FFA has many fundraising events that are popular in the community. Flowers of different colors are planted into bowl-shaped baskets with many people purchasing flowers every year.
“It’s the same people that come in every year,” Smith said. “I know my grandma has gotten a bowl, a hanging basket, (since) forever.”
Another popular fundraiser is the enchilada sales, which sells about 1,400 a year. It takes a full day to make the enchiladas.
Those fundraisers pay for FFA’s trips to competitions. The competition takes place starting in the spring and then nationals in the fall. The competitions are divided into subdistricts, districts, state and then national. If someone places in the top spots then they move on to the next round until nationals.
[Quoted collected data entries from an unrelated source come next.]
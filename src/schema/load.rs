//! Schema loading and merging.
//!
//! A run may be fed several schema files (the browser and JavaScript halves
//! of a protocol are usually published separately). Files are grouped by
//! version tag; within one version the first file to define a domain wins.

// ============================================================================
// Imports
// ============================================================================

use std::collections::BTreeMap;
use std::fs;
use std::path::Path;

use rustc_hash::FxHashSet;
use tracing::{debug, warn};

use crate::error::{Error, Result};

use super::model::{Schema, Version};
use super::raw::RawProtocol;

// ============================================================================
// Loading
// ============================================================================

/// Reads and converts one schema file.
///
/// # Errors
///
/// - [`Error::SchemaRead`] if the file cannot be read
/// - [`Error::SchemaParse`] if it is not a protocol document
/// - [`Error::UnsupportedShape`] if a type expression has an unknown kind
pub fn load_schema(path: &Path) -> Result<Schema> {
    debug!(path = %path.display(), "Loading schema");

    let content = fs::read_to_string(path).map_err(|e| Error::schema_read(path, e))?;
    let raw: RawProtocol =
        serde_json::from_str(&content).map_err(|e| Error::schema_parse(path, e))?;

    Schema::try_from(raw)
}

/// Parses a schema from an in-memory JSON document.
///
/// # Errors
///
/// - [`Error::Json`] if the text is not a protocol document
/// - [`Error::UnsupportedShape`] if a type expression has an unknown kind
pub fn parse_schema(json: &str) -> Result<Schema> {
    let raw: RawProtocol = serde_json::from_str(json)?;
    Schema::try_from(raw)
}

// ============================================================================
// Merging
// ============================================================================

/// Groups schemas by version tag and drops duplicate domains.
///
/// Versions come out in sorted order; domains keep first-seen order.
#[must_use]
pub fn merge_schemas(schemas: impl IntoIterator<Item = Schema>) -> Vec<Schema> {
    let mut by_version: BTreeMap<Version, (Schema, FxHashSet<String>)> = BTreeMap::new();

    for schema in schemas {
        let (merged, seen) = by_version
            .entry(schema.version.clone())
            .or_insert_with(|| {
                (
                    Schema {
                        version: schema.version.clone(),
                        domains: Vec::new(),
                    },
                    FxHashSet::default(),
                )
            });

        for domain in schema.domains {
            if !seen.insert(domain.name.clone()) {
                warn!(
                    version = %merged.version.tag(),
                    domain = %domain.name,
                    "Domain is already defined, skipping"
                );
                continue;
            }
            merged.domains.push(domain);
        }
    }

    by_version.into_values().map(|(schema, _)| schema).collect()
}

// ============================================================================
// Tests
// ============================================================================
“It’s definitely a challenge, especially with how competitive agriculture is around here,” Carpenter said. “Everyone’s drive to succeed is definitely very inspiring and it creates for a very challenging competition. But I think that’s the best aspect of it.”
Vice President Peter Eggleston, a senior, said the parliamentary procedure is one of the hardest categories to compete in. Part of it is a test, there’s memorization and questions that contestants have to answer.
“It’s highly competitive in our area,” Eggleston said. “Then once you get to the national level, it’s one of the most well-known events and so therefore highly competitive.”
Carpenter competed at the state and national level in Indianapolis for public speaking on brucellosis, a cattle disease.
“These competitions are the best experiences that I’ve had personally in FFA,” Carpenter said. “It’s a lot of leaning on each other and learning how to work together, especially being so far away from home, you’re away from your support system. So we’ve been able to create our own support system within our little teams and definitely as a chapter as a whole. It’s more like a family scenario than it is just an extracurricular.”
That connection will make it hard for Carpenter to leave when she graduates.
“I’m definitely going to reminisce on the memories that I’ve made the last four years,” she said.